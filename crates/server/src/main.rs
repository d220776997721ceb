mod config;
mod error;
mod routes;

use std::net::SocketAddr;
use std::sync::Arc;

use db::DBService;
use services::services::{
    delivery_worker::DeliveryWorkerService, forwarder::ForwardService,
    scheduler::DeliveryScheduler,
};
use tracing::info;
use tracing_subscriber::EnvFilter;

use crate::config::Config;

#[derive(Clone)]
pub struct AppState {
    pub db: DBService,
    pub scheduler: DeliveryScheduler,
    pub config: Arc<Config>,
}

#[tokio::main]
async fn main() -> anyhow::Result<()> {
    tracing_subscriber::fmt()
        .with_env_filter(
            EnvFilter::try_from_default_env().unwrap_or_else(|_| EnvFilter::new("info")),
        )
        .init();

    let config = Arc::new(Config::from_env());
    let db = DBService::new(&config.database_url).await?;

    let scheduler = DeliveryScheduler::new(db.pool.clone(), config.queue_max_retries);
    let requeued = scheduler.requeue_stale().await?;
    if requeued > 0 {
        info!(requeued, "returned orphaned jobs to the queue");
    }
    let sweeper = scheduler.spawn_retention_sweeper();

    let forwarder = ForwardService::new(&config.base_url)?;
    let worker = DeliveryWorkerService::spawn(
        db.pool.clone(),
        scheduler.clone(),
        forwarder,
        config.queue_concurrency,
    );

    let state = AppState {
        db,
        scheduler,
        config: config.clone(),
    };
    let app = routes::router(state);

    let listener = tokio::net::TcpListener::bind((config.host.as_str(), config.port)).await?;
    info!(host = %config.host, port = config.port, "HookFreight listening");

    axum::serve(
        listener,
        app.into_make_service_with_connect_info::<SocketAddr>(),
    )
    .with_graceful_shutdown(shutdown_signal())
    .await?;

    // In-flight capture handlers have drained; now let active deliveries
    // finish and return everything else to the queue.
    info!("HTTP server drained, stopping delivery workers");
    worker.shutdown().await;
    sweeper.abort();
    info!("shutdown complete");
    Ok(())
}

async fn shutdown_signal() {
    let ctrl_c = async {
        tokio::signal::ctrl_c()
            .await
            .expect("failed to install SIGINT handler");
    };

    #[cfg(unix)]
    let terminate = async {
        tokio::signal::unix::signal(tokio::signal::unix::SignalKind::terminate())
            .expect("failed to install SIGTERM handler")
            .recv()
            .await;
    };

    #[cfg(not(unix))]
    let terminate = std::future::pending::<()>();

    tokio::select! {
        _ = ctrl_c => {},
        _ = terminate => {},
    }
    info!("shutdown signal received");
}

» **WHAT TO DO**
Each line of the data above containing the string "SocketAddr" is to be copied.

» **EXERCISE SOLUTION**
use std::net::SocketAddr;
        app.into_make_service_with_connect_info::<SocketAddr>(),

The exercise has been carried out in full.